### [WHAT YOU NEED TO DO]
Begin with the line containing "write_tri(&tri, &mut buf).unwrap();" and copy every line after it to the end of the entries, exactly, leaving out the lines before it.

### [Saved entries]
//! Wavefront OBJ support.
//!
//! Reading goes through an intermediate [`ObjMesh`] that keeps the
//! face-corner structure of the file: each corner carries its own position,
//! texture coordinate and normal index. The caller then converts it to the
//! representation it needs with [`ObjMesh::as_tri_mesh`],
//! [`ObjMesh::as_quad_mesh`] or [`ObjMesh::as_poly_mesh`].
//!
//! # Supported directives
//!
//! | Directive | Meaning |
//! |-----------|---------|
//! | `v x y z` | position |
//! | `vn x y z` | normal |
//! | `vt u v` | texture coordinate |
//! | `f c c c ...` | face, each corner `p`, `p/t`, `p//n` or `p/t/n` |
//!
//! Indices are 1-based. A negative index `-k` refers to the k-th most recent
//! element of that kind parsed so far. `#` starts a comment. Other directives
//! (`o`, `g`, `s`, `usemtl`, ...) are skipped.
//!
//! # Example
//!
//! ```
//! use tessel::io::obj::{parse, ObjOptions};
//!
//! let text = "
//! v 0 0 0
//! v 1 0 0
//! v 1 1 0
//! v 0 1 0
//! f 1 2 3 4
//! ";
//!
//! let quads = parse(text, &ObjOptions::default().with_triangulate(false)).unwrap();
//! assert_eq!(quads.as_quad_mesh().unwrap().num_quads(), 1);
//!
//! let tris = parse(text, &ObjOptions::default()).unwrap();
//! assert_eq!(tris.as_tri_mesh().unwrap().num_triangles(), 2);
//! ```

mod mesh;

pub use mesh::{ObjCorner, ObjMesh};

use std::fs::{self, File};
use std::io::{BufWriter, Write};
use std::path::Path;

use log::{debug, trace};
use nalgebra::{Point2, Point3, Vector3};

use crate::error::{MeshError, Result};
use crate::mesh::{PolyMesh, TriMesh};

/// Options for OBJ import.
#[derive(Debug, Clone)]
pub struct ObjOptions {
    /// Fan-triangulate every face while parsing (default: true).
    pub triangulate: bool,
}

impl Default for ObjOptions {
    fn default() -> Self {
        Self { triangulate: true }
    }
}

impl ObjOptions {
    /// Set whether faces are triangulated during import.
    pub fn with_triangulate(mut self, triangulate: bool) -> Self {
        self.triangulate = triangulate;
        self
    }
}

/// Load an OBJ file from disk.
///
/// I/O failures are reported as [`MeshError::Io`]; malformed content as
/// [`MeshError::LoadError`] carrying the path and the parse message.
///
/// ```no_run
/// use tessel::io::obj::{self, ObjOptions};
///
/// let mesh = obj::load("model.obj", &ObjOptions::default()).unwrap();
/// let tri = mesh.as_tri_mesh().unwrap();
/// ```
pub fn load<P: AsRef<Path>>(path: P, options: &ObjOptions) -> Result<ObjMesh> {
    let path = path.as_ref();
    let text = fs::read_to_string(path)?;
    parse(&text, options).map_err(|e| MeshError::LoadError {
        path: path.to_path_buf(),
        message: e.to_string(),
    })
}

/// Parse OBJ text into an [`ObjMesh`].
pub fn parse(text: &str, options: &ObjOptions) -> Result<ObjMesh> {
    let mut mesh = ObjMesh::new();

    for (i, raw) in text.lines().enumerate() {
        let line_no = i + 1;
        let line = match raw.find('#') {
            Some(pos) => &raw[..pos],
            None => raw,
        };
        let mut tokens = line.split_whitespace();
        let Some(command) = tokens.next() else {
            continue;
        };
        let args: Vec<&str> = tokens.collect();

        match command {
            "v" => {
                let [x, y, z] = parse_floats::<3>(&args, line_no, "v")?;
                mesh.points.push(Point3::new(x, y, z));
            }
            "vn" => {
                let [x, y, z] = parse_floats::<3>(&args, line_no, "vn")?;
                mesh.normals.push(Vector3::new(x, y, z));
            }
            "vt" => {
                let [u, v] = parse_floats::<2>(&args, line_no, "vt")?;
                mesh.uvs.push(Point2::new(u, v));
            }
            "f" => parse_face(&args, line_no, options.triangulate, &mut mesh)?,
            other => trace!("line {}: skipping '{}' directive", line_no, other),
        }
    }

    debug!(
        "parsed OBJ: {} points, {} normals, {} uvs, {} faces",
        mesh.points.len(),
        mesh.normals.len(),
        mesh.uvs.len(),
        mesh.faces.len()
    );

    Ok(mesh)
}

/// Parse the first `N` arguments as floats. Extra arguments are ignored.
fn parse_floats<const N: usize>(args: &[&str], line: usize, directive: &str) -> Result<[f64; N]> {
    if args.len() < N {
        return Err(MeshError::parse(
            line,
            format!("'{}' needs {} values, found {}", directive, N, args.len()),
        ));
    }
    let mut out = [0.0; N];
    for (slot, tok) in out.iter_mut().zip(args) {
        *slot = tok
            .parse::<f64>()
            .map_err(|_| MeshError::parse(line, format!("invalid number '{}'", tok)))?;
    }
    Ok(out)
}

fn parse_face(args: &[&str], line: usize, triangulate: bool, mesh: &mut ObjMesh) -> Result<()> {
    if args.len() < 3 {
        return Err(MeshError::parse(
            line,
            format!("face needs at least 3 corners, found {}", args.len()),
        ));
    }

    let corners = args
        .iter()
        .map(|tok| parse_corner(tok, line, mesh))
        .collect::<Result<Vec<_>>>()?;

    let positions: Vec<usize> = corners.iter().map(|c| c.position).collect();
    if let Some(j) = (0..positions.len()).find(|&j| positions[j + 1..].contains(&positions[j])) {
        return Err(MeshError::parse(
            line,
            format!("face repeats vertex {}", positions[j] + 1),
        ));
    }

    if triangulate {
        let first = corners[0];
        for i in 2..corners.len() {
            mesh.faces.push(vec![first, corners[i - 1], corners[i]]);
        }
    } else {
        mesh.faces.push(corners);
    }

    Ok(())
}

/// Parse one face corner (`p`, `p/t`, `p//n`, `p/t/n`) against the counts
/// parsed so far.
fn parse_corner(token: &str, line: usize, mesh: &ObjMesh) -> Result<ObjCorner> {
    let parts: Vec<&str> = token.split('/').collect();
    if parts.len() > 3 || parts[0].is_empty() {
        return Err(MeshError::parse(line, format!("malformed face corner '{}'", token)));
    }

    let position = resolve_index(parts[0], mesh.points.len(), line, "position")?;
    let uv = match parts.get(1) {
        Some(s) if !s.is_empty() => Some(resolve_index(s, mesh.uvs.len(), line, "texture coordinate")?),
        _ => None,
    };
    let normal = match parts.get(2) {
        Some(s) if !s.is_empty() => Some(resolve_index(s, mesh.normals.len(), line, "normal")?),
        _ => None,
    };

    Ok(ObjCorner {
        position,
        uv,
        normal,
    })
}

/// Turn a 1-based or negative (relative) OBJ index into a 0-based one.
fn resolve_index(token: &str, count: usize, line: usize, what: &str) -> Result<usize> {
    let raw: i64 = token
        .parse()
        .map_err(|_| MeshError::parse(line, format!("invalid {} index '{}'", what, token)))?;

    let resolved = if raw > 0 {
        raw - 1
    } else if raw < 0 {
        count as i64 + raw
    } else {
        -1
    };

    if resolved < 0 || resolved >= count as i64 {
        return Err(MeshError::parse(
            line,
            format!("{} index {} out of range ({} defined)", what, raw, count),
        ));
    }
    Ok(resolved as usize)
}

/// Write a polygon mesh as OBJ text.
pub fn write_poly<W: Write>(mesh: &PolyMesh, writer: &mut W) -> Result<()> {
    writeln!(writer, "# Generated by tessel")?;
    for p in mesh.points() {
        writeln!(writer, "v {} {} {}", p.x, p.y, p.z)?;
    }
    for face in mesh.faces() {
        write!(writer, "f")?;
        for &v in face {
            write!(writer, " {}", v + 1)?;
        }
        writeln!(writer)?;
    }
    Ok(())
}

/// Write a triangle mesh as OBJ text, including `vn` lines when it has normals.
pub fn write_tri<W: Write>(mesh: &TriMesh, writer: &mut W) -> Result<()> {
    writeln!(writer, "# Generated by tessel")?;
    for p in mesh.points() {
        writeln!(writer, "v {} {} {}", p.x, p.y, p.z)?;
    }
    let has_normals = match mesh.normals() {
        Some(normals) => {
            for n in normals {
                writeln!(writer, "vn {} {} {}", n.x, n.y, n.z)?;
            }
            true
        }
        None => false,
    };
    for t in mesh.triangles() {
        let [a, b, c] = [t[0] + 1, t[1] + 1, t[2] + 1];
        if has_normals {
            writeln!(writer, "f {a}//{a} {b}//{b} {c}//{c}")?;
        } else {
            writeln!(writer, "f {a} {b} {c}")?;
        }
    }
    Ok(())
}

/// Save a polygon mesh to an OBJ file.
pub fn save_poly<P: AsRef<Path>>(mesh: &PolyMesh, path: P) -> Result<()> {
    let mut writer = BufWriter::new(File::create(path)?);
    write_poly(mesh, &mut writer)?;
    writer.flush()?;
    Ok(())
}

/// Save a triangle mesh to an OBJ file.
pub fn save_tri<P: AsRef<Path>>(mesh: &TriMesh, path: P) -> Result<()> {
    let mut writer = BufWriter::new(File::create(path)?);
    write_tri(mesh, &mut writer)?;
    writer.flush()?;
    Ok(())
}

#[cfg(test)]
mod tests {
    use super::*;

    const QUAD: &str = "v 0 0 0\nv 1 0 0\nv 1 1 0\nv 0 1 0\nf 1 2 3 4\n";

    #[test]
    fn test_quad_without_triangulation() {
        let obj = parse(QUAD, &ObjOptions::default().with_triangulate(false)).unwrap();
        let poly = obj.as_poly_mesh().unwrap();
        assert_eq!(poly.num_faces(), 1);
        assert_eq!(poly.face(0), &[0, 1, 2, 3]);
        assert_eq!(poly.points()[2], Point3::new(1.0, 1.0, 0.0));
    }

    #[test]
    fn test_quad_with_triangulation() {
        let obj = parse(QUAD, &ObjOptions::default()).unwrap();
        assert_eq!(obj.faces.len(), 2);
        let tri = obj.as_tri_mesh().unwrap();
        assert_eq!(tri.num_triangles(), 2);
        assert_eq!(tri.faces(), &[0, 1, 2, 0, 2, 3]);
        assert_eq!(tri.as_line_geometry().num_segments(), 5);
    }

    #[test]
    fn test_comments_and_blank_lines() {
        let text = "# header\n\nv 0 0 0 # origin\r\nv 1 0 0\nv 0 1 0\n   \no thing\nf 1 2 3 # tri\n";
        let obj = parse(text, &ObjOptions::default()).unwrap();
        assert_eq!(obj.points.len(), 3);
        assert_eq!(obj.faces.len(), 1);
    }

    #[test]
    fn test_corner_forms() {
        let text = "\
v 0 0 0
v 1 0 0
v 0 1 0
vt 0 0
vt 1 0
vt 0 1
vn 0 0 1
f 1/1/1 2/2/1 3/3/1
f 1//1 2//1 3//1
f 1/1 2/2 3/3
";
        let obj = parse(text, &ObjOptions::default()).unwrap();
        assert_eq!(
            obj.faces[0][1],
            ObjCorner {
                position: 1,
                uv: Some(1),
                normal: Some(0)
            }
        );
        assert_eq!(obj.faces[1][2].uv, None);
        assert_eq!(obj.faces[1][2].normal, Some(0));
        assert_eq!(obj.faces[2][0].normal, None);
        assert_eq!(obj.faces[2][2].uv, Some(2));
    }

    #[test]
    fn test_texture_coordinate_third_component_ignored() {
        let text = "v 0 0 0\nv 1 0 0\nv 0 1 0\nvt 0.25 0.75 0.5\nvt 1 0\nvt 0 1 0\nf 1/1 2/2 3/3\n";
        let obj = parse(text, &ObjOptions::default()).unwrap();
        assert_eq!(obj.uvs.len(), 3);
        assert_eq!(obj.uvs[0], Point2::new(0.25, 0.75));
        assert_eq!(obj.uvs[2], Point2::new(0.0, 1.0));
        assert_eq!(obj.faces[0][0].uv, Some(0));

        // Fewer than two values is still an error
        let err = parse("vt 0.5\n", &ObjOptions::default()).unwrap_err();
        assert!(matches!(err, MeshError::Parse { line: 1, .. }));
    }

    #[test]
    fn test_negative_indices() {
        let text = "\
v 0 0 0
v 1 0 0
v 0 1 0
f -3 -2 -1
v 5 5 5
f 1 -2 -1
";
        let obj = parse(text, &ObjOptions::default()).unwrap();
        let positions: Vec<usize> = obj.faces[0].iter().map(|c| c.position).collect();
        assert_eq!(positions, vec![0, 1, 2]);
        // Relative to the four points defined by then
        let positions: Vec<usize> = obj.faces[1].iter().map(|c| c.position).collect();
        assert_eq!(positions, vec![0, 2, 3]);
    }

    #[test]
    fn test_parse_errors() {
        let opts = ObjOptions::default();

        let err = parse("v 0 abc 0\n", &opts).unwrap_err();
        assert!(matches!(err, MeshError::Parse { line: 1, .. }));

        let err = parse("v 0 0\n", &opts).unwrap_err();
        assert!(matches!(err, MeshError::Parse { line: 1, .. }));

        // Forward reference
        let err = parse("v 0 0 0\nv 1 0 0\nf 1 2 3\nv 0 1 0\n", &opts).unwrap_err();
        assert!(matches!(err, MeshError::Parse { line: 3, .. }));

        // Zero is never a valid index
        let err = parse("v 0 0 0\nv 1 0 0\nv 0 1 0\nf 0 1 2\n", &opts).unwrap_err();
        assert!(matches!(err, MeshError::Parse { line: 4, .. }));

        // Relative index past the start
        let err = parse("v 0 0 0\nv 1 0 0\nv 0 1 0\nf -4 1 2\n", &opts).unwrap_err();
        assert!(matches!(err, MeshError::Parse { line: 4, .. }));

        // Missing normal
        let err = parse("v 0 0 0\nv 1 0 0\nv 0 1 0\nf 1//1 2//1 3//1\n", &opts).unwrap_err();
        assert!(matches!(err, MeshError::Parse { .. }));

        let err = parse("v 0 0 0\nv 1 0 0\nf 1 2\n", &opts).unwrap_err();
        assert!(matches!(err, MeshError::Parse { line: 3, .. }));

        let err = parse("v 0 0 0\nv 1 0 0\nv 0 1 0\nf 1 2 3 1\n", &opts).unwrap_err();
        assert!(matches!(err, MeshError::Parse { line: 4, .. }));
    }

    #[test]
    fn test_rejects_face_reusing_a_vertex() {
        let text = "v 0 0 0\nv 1 0 0\nv 0 1 0\nf 1 2 1 3\n";
        for triangulate in [true, false] {
            let err = parse(text, &ObjOptions::default().with_triangulate(triangulate)).unwrap_err();
            match err {
                MeshError::Parse { line, message } => {
                    assert_eq!(line, 4);
                    assert!(message.contains("repeats vertex 1"), "{}", message);
                }
                other => panic!("unexpected error: {other}"),
            }
        }

        // Same vertex through a relative index
        let err = parse("v 0 0 0\nv 1 0 0\nv 0 1 0\nf 1 2 3 -2\n", &ObjOptions::default()).unwrap_err();
        assert!(matches!(err, MeshError::Parse { line: 4, .. }));
    }

    #[test]
    fn test_write_poly_round_trip() {
        let cube = crate::mesh::shapes::cube(2.0);
        let mut buf = Vec::new();
        write_poly(&cube, &mut buf).unwrap();
        let text = String::from_utf8(buf).unwrap();

        let back = parse(&text, &ObjOptions::default().with_triangulate(false))
            .unwrap()
            .as_poly_mesh()
            .unwrap();
        assert_eq!(back, cube);
    }

    #[test]
    fn test_write_tri_with_normals() {
        let obj = parse(QUAD, &ObjOptions::default()).unwrap();
        let mut tri = obj.as_tri_mesh().unwrap();
        tri.set_normals(vec![Vector3::z(); 4]).unwrap();

        let mut buf = Vec::new();
        write_tri(&tri, &mut buf).unwrap();
        let text = String::from_utf8(buf).unwrap();
        assert!(text.contains("vn 0 0 1"));
        assert!(text.contains("f 1//1 2//2 3//3"));

        let back = parse(&text, &ObjOptions::default()).unwrap().as_tri_mesh().unwrap();
        assert_eq!(back.num_triangles(), 2);
        assert_eq!(back.normals().map(<[_]>::len), Some(4));
    }
}
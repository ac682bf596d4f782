//! Wire protocol definitions for the bridge's framed-JSON transport.
//!
//! Every message is one UTF-8 JSON object terminated by `\r\n`, with no
//! length prefix; correlation between requests and responses rides on the
//! client tag echoed in response headers. Keeping the shapes in a dedicated
//! crate keeps them independent of the client runtime.

mod frame;
mod request;
mod response;

pub use frame::{encode_frame, FrameBuffer, FrameError, FRAME_TERMINATOR};
pub use request::{
    format_fade_time, Body, Command, CommandKind, CommuniqueKind, DimmedLevelParameters,
    FanSpeedParameters, Parameter, Request, RequestHeader, RequestKind,
};
pub use response::{
    ExceptionInfo, PingInfo, Response, ResponseBody, ResponseHeader, SigningResult, StatusInfo,
    STATUS_OK,
};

### [EXERCISE OUTPUT]
        write_tri(&tri, &mut buf).unwrap();
        let text = String::from_utf8(buf).unwrap();
        assert!(text.contains("vn 0 0 1"));
        assert!(text.contains("f 1//1 2//2 3//3"));

        let back = parse(&text, &ObjOptions::default()).unwrap().as_tri_mesh().unwrap();
        assert_eq!(back.num_triangles(), 2);
        assert_eq!(back.normals().map(<[_]>::len), Some(4));
    }
}
repository ac682bf596d4f782
//! Wire protocol definitions for the bridge's framed-JSON transport.
//!
//! Every message is one UTF-8 JSON object terminated by `\r\n`, with no
//! length prefix; correlation between requests and responses rides on the
//! client tag echoed in response headers. Keeping the shapes in a dedicated
//! crate keeps them independent of the client runtime.

mod frame;
mod request;
mod response;

pub use frame::{encode_frame, FrameBuffer, FrameError, FRAME_TERMINATOR};
pub use request::{
    format_fade_time, Body, Command, CommandKind, CommuniqueKind, DimmedLevelParameters,
    FanSpeedParameters, Parameter, Request, RequestHeader, RequestKind,
};
pub use response::{
    ExceptionInfo, PingInfo, Response, ResponseBody, ResponseHeader, SigningResult, StatusInfo,
    STATUS_OK,
};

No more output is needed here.